[4 januari 1862
Brief van d'Ablaing aan Multatuli]
4 januari 1862
Brief van R.C. d'Ablaing van Giessenburg aan Multatuli. (Kopieboek I, blz. 587; M.M. - zie bij 29 oktober 1860.)
Waarde Dekker.
Er zal voor vier en een half vel druks kopij genoeg zijn, dus ge kunt nog voortschrijven als ge wilt.
Het Handels en Eff. blad van 6 December heb ik met Uw vorige kopij ter drukkerij doen bezorgen.
Noteer voor de aardigheid alles wat ge uitgeeft. - Ge behoeft niet te frankéren.

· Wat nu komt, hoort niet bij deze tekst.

use std::collections::BTreeMap;
use std::num::NonZeroUsize;

use serde::de::Error as _;
use serde::{Deserialize, Deserializer, Serialize};
use serde_untagged::UntaggedEnumVisitor;

use crate::error::{Error, ErrorDetails};

/// Value of a text/text-pair field: either a single text or a list of texts.
#[derive(Clone, Debug, PartialEq, Deserialize)]
#[serde(untagged)]
pub enum TextPairValue {
    Text(String),
    List(Vec<String>),
}

/// The `{"text": ..., "text_pair": ...}` form of an input.
pub type TextPairMap = BTreeMap<String, TextPairValue>;

/// The accepted shapes of the `inputs` field.
///
/// A sequence must be homogeneous: all strings or all objects.
#[derive(Clone, Debug, PartialEq)]
pub enum ClassificationInput {
    SingleText(String),
    TextList(Vec<String>),
    TextPairMap(TextPairMap),
    TextPairMapList(Vec<TextPairMap>),
}

#[derive(Deserialize)]
#[serde(untagged)]
enum SequenceItem {
    Text(String),
    Pair(TextPairMap),
}

impl<'de> Deserialize<'de> for ClassificationInput {
    fn deserialize<D: Deserializer<'de>>(deserializer: D) -> Result<Self, D::Error> {
        UntaggedEnumVisitor::new()
            .expecting(
                "a string, a list of strings, an object of texts, or a list of objects of texts",
            )
            .string(|text| Ok(ClassificationInput::SingleText(text.to_string())))
            .seq(|seq| {
                let items: Vec<SequenceItem> = seq.deserialize()?;
                let mut texts = Vec::new();
                let mut pairs = Vec::new();
                for item in items {
                    match item {
                        SequenceItem::Text(text) => texts.push(text),
                        SequenceItem::Pair(pair) => pairs.push(pair),
                    }
                }
                match (texts.is_empty(), pairs.is_empty()) {
                    (_, true) => Ok(ClassificationInput::TextList(texts)),
                    (true, false) => Ok(ClassificationInput::TextPairMapList(pairs)),
                    (false, false) => Err(serde_untagged::de::Error::custom(
                        "a list of inputs must contain only strings or only objects",
                    )),
                }
            })
            .map(|map| map.deserialize().map(ClassificationInput::TextPairMap))
            .deserialize(deserializer)
    }
}

impl ClassificationInput {
    /// Whether the result is a list of lists (one per item) rather than a single list.
    pub fn is_batch(&self) -> bool {
        matches!(
            self,
            ClassificationInput::TextList(_) | ClassificationInput::TextPairMapList(_)
        )
    }

    pub fn len(&self) -> usize {
        match self {
            ClassificationInput::SingleText(_) | ClassificationInput::TextPairMap(_) => 1,
            ClassificationInput::TextList(texts) => texts.len(),
            ClassificationInput::TextPairMapList(pairs) => pairs.len(),
        }
    }

    pub fn is_empty(&self) -> bool {
        self.len() == 0
    }

    /// Flatten the input into borrowed items, in request order.
    pub fn items(&self) -> Vec<InputItem<'_>> {
        match self {
            ClassificationInput::SingleText(text) => vec![InputItem::Text(text)],
            ClassificationInput::TextList(texts) => {
                texts.iter().map(|text| InputItem::Text(text.as_str())).collect()
            }
            ClassificationInput::TextPairMap(pair) => vec![InputItem::Pair(pair)],
            ClassificationInput::TextPairMapList(pairs) => {
                pairs.iter().map(InputItem::Pair).collect()
            }
        }
    }
}

/// A single item to classify.
#[derive(Clone, Copy, Debug, PartialEq)]
pub enum InputItem<'a> {
    Text(&'a str),
    Pair(&'a TextPairMap),
}

impl<'a> InputItem<'a> {
    /// Split the item into a text and an optional second sequence.
    ///
    /// A pair object must contain `text` and may contain `text_pair`; no other keys are
    /// understood. A list value contributes its first element.
    pub fn text_and_pair(&self) -> Result<(&'a str, Option<&'a str>), Error> {
        match *self {
            InputItem::Text(text) => Ok((text, None)),
            InputItem::Pair(pair) => {
                if let Some(key) = pair
                    .keys()
                    .find(|key| key.as_str() != "text" && key.as_str() != "text_pair")
                {
                    return Err(Error::new(ErrorDetails::Classification {
                        message: format!(
                            "Unsupported key `{key}` in text pair input (expected `text` and optionally `text_pair`)"
                        ),
                    }));
                }
                let text = pair.get("text").ok_or_else(|| {
                    Error::new(ErrorDetails::Classification {
                        message: "Text pair input is missing the `text` key".to_string(),
                    })
                })?;
                let text = first_text("text", text)?;
                let text_pair = pair
                    .get("text_pair")
                    .map(|value| first_text("text_pair", value))
                    .transpose()?;
                Ok((text, text_pair))
            }
        }
    }
}

fn first_text<'a>(key: &str, value: &'a TextPairValue) -> Result<&'a str, Error> {
    match value {
        TextPairValue::Text(text) => Ok(text.as_str()),
        TextPairValue::List(texts) => texts.first().map(String::as_str).ok_or_else(|| {
            Error::new(ErrorDetails::Classification {
                message: format!("Text pair field `{key}` is an empty list"),
            })
        }),
    }
}

/// How raw model logits are turned into scores.
#[derive(Clone, Copy, Debug, Default, PartialEq, Eq, Deserialize)]
#[serde(rename_all = "lowercase")]
pub enum FunctionToApply {
    Sigmoid,
    Softmax,
    #[serde(rename = "none")]
    Identity,
    #[default]
    Default,
}

/// The problem type a classification model was trained for.
#[derive(Clone, Copy, Debug, Default, PartialEq, Eq, Deserialize)]
#[serde(rename_all = "snake_case")]
pub enum ProblemType {
    #[default]
    SingleLabelClassification,
    MultiLabelClassification,
    Regression,
}

impl FunctionToApply {
    /// Resolve `default` against the model's problem type and label count.
    pub fn resolve(self, problem_type: Option<ProblemType>, num_labels: usize) -> Self {
        match self {
            FunctionToApply::Default => match problem_type {
                Some(ProblemType::MultiLabelClassification) => FunctionToApply::Sigmoid,
                Some(ProblemType::Regression) => FunctionToApply::Identity,
                _ if num_labels == 1 => FunctionToApply::Sigmoid,
                _ => FunctionToApply::Softmax,
            },
            other => other,
        }
    }

    /// Apply the (resolved) function to one row of logits.
    pub fn apply(self, logits: &[f32]) -> Vec<f32> {
        match self {
            FunctionToApply::Sigmoid => logits.iter().map(|&x| sigmoid(x)).collect(),
            FunctionToApply::Softmax | FunctionToApply::Default => softmax(logits),
            FunctionToApply::Identity => logits.to_vec(),
        }
    }
}

fn sigmoid(x: f32) -> f32 {
    1.0 / (1.0 + (-x).exp())
}

fn softmax(logits: &[f32]) -> Vec<f32> {
    let max = logits.iter().copied().fold(f32::NEG_INFINITY, f32::max);
    let exps: Vec<f32> = logits.iter().map(|&x| (x - max).exp()).collect();
    let sum: f32 = exps.iter().sum();
    exps.into_iter().map(|e| e / sum).collect()
}

fn default_top_k() -> Option<NonZeroUsize> {
    Some(NonZeroUsize::MIN)
}

/// Options forwarded to the classifier.
#[derive(Clone, Copy, Debug, PartialEq, Eq)]
pub struct ClassificationOptions {
    /// Maximum number of labels returned per input. `None` returns every label.
    pub top_k: Option<NonZeroUsize>,
    pub function_to_apply: FunctionToApply,
}

impl Default for ClassificationOptions {
    fn default() -> Self {
        Self {
            top_k: default_top_k(),
            function_to_apply: FunctionToApply::Default,
        }
    }
}

/// The expected payload of the classification endpoint.
#[derive(Clone, Debug, PartialEq, Deserialize)]
pub struct ClassificationRequest {
    pub inputs: ClassificationInput,
    // Omitted means 1, an explicit `null` means all labels
    #[serde(default = "default_top_k")]
    pub top_k: Option<NonZeroUsize>,
    #[serde(default)]
    pub function_to_apply: Option<FunctionToApply>,
}

impl ClassificationRequest {
    pub fn options(&self) -> ClassificationOptions {
        ClassificationOptions {
            top_k: self.top_k,
            function_to_apply: self.function_to_apply.unwrap_or_default(),
        }
    }
}

#[derive(Clone, Debug, PartialEq, Serialize)]
pub struct LabelScore {
    pub label: String,
    pub score: f32,
}

/// Classifier output. Mirrors the shape of [`ClassificationInput`].
#[derive(Clone, Debug, PartialEq, Serialize)]
#[serde(untagged)]
pub enum ClassificationOutput {
    Single(Vec<LabelScore>),
    Batch(Vec<Vec<LabelScore>>),
}

impl ClassificationOutput {
    /// Wrap per-item results in the shape dictated by `input`.
    pub fn from_items(
        input: &ClassificationInput,
        mut items: Vec<Vec<LabelScore>>,
    ) -> Result<Self, Error> {
        if input.is_batch() {
            return Ok(ClassificationOutput::Batch(items));
        }
        match (items.pop(), items.is_empty()) {
            (Some(scores), true) => Ok(ClassificationOutput::Single(scores)),
            _ => Err(Error::new(ErrorDetails::Classification {
                message: "Expected exactly one result for a single input".to_string(),
            })),
        }
    }
}

/// Turn one row of logits into label/score entries sorted by descending score,
/// truncated to `options.top_k`.
pub fn postprocess(
    logits: &[f32],
    labels: &[String],
    problem_type: Option<ProblemType>,
    options: &ClassificationOptions,
) -> Vec<LabelScore> {
    let scores = options
        .function_to_apply
        .resolve(problem_type, logits.len())
        .apply(logits);
    let mut entries: Vec<LabelScore> = scores
        .into_iter()
        .enumerate()
        .map(|(i, score)| LabelScore {
            label: labels
                .get(i)
                .cloned()
                .unwrap_or_else(|| format!("LABEL_{i}")),
            score,
        })
        .collect();
    // Stable sort keeps label order for equal scores
    entries.sort_by(|a, b| b.score.total_cmp(&a.score));
    if let Some(top_k) = options.top_k {
        entries.truncate(top_k.get());
    }
    entries
}

/// A text-classification capability.
///
/// Implementations must be safe to call concurrently from several requests.
pub trait TextClassifier: Send + Sync {
    fn classify(
        &self,
        inputs: &ClassificationInput,
        options: &ClassificationOptions,
    ) -> Result<ClassificationOutput, Error>;

    /// Short human-readable description, used in logs and the health endpoint.
    fn describe(&self) -> String;
}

Mij dunkt dat de Fancij niet wel anders dan compleet kan verschijnen, - omdat het een roman is. - Ware het een studiewerk, b.v. van Geschied- staatkundig- of bespiegelenden aard, dan zou ik zeggen: oogenblikkelijk het eerste deel, bij wijze van een eerste studie in zich zelf compleet, doch geschikt ter voortzetting, - ter pers.
Wat mij betreft, ik ben bereid uw werk uit te geven overeenkomstig de voorwaarden die gij zult goedvinden mij te stellen. - Geld heb ik helaas, vooral op het oogenblik... veel te weinig - het hoofd loopt mij om, zoo veel rekeningen over 1861 worden mij ingezonden, - doch crediet heb ik nog genoeg. - En wat ik heb, dat weet ge, is tot uw dienst.
Houd moed, schrijf maar flink voort, ge zijt en veine ik spoor den drukker aan, en spoedig komt er ten minste iets in het licht dat uwe gouden appelen op zilveren schalen zal ten toon stellen, iets waarvoor de druk en uitgave naar ik verwacht met den inhoud in overeenstemming zal zijn, iets dat U wat meer zal opleveren dan lof van dwazen, nijd van ijverzuchtigen en hoon van - van hen wier zondenregister ge open legt.
Wat ik ontvang voor à comptant verkochte exemplaren zend ik u terstond over. De verkoopen door boekverkoopers te doen, zullen de kosten wel dekken. - Daar valt mij wat in: ik zal aan den boekhandel 10% voor à comptant aanbieden. - Misschien geeft dat nog wat. -
Ik ontvang dagelijks navragen of het werk reeds uit is. Ik houd mij overtuigd dat het goed zal gaan. Voort dus maar. - Gij hebt de gaaf invloed uit te oefenen, en den tijd die gaaf te benuttigen.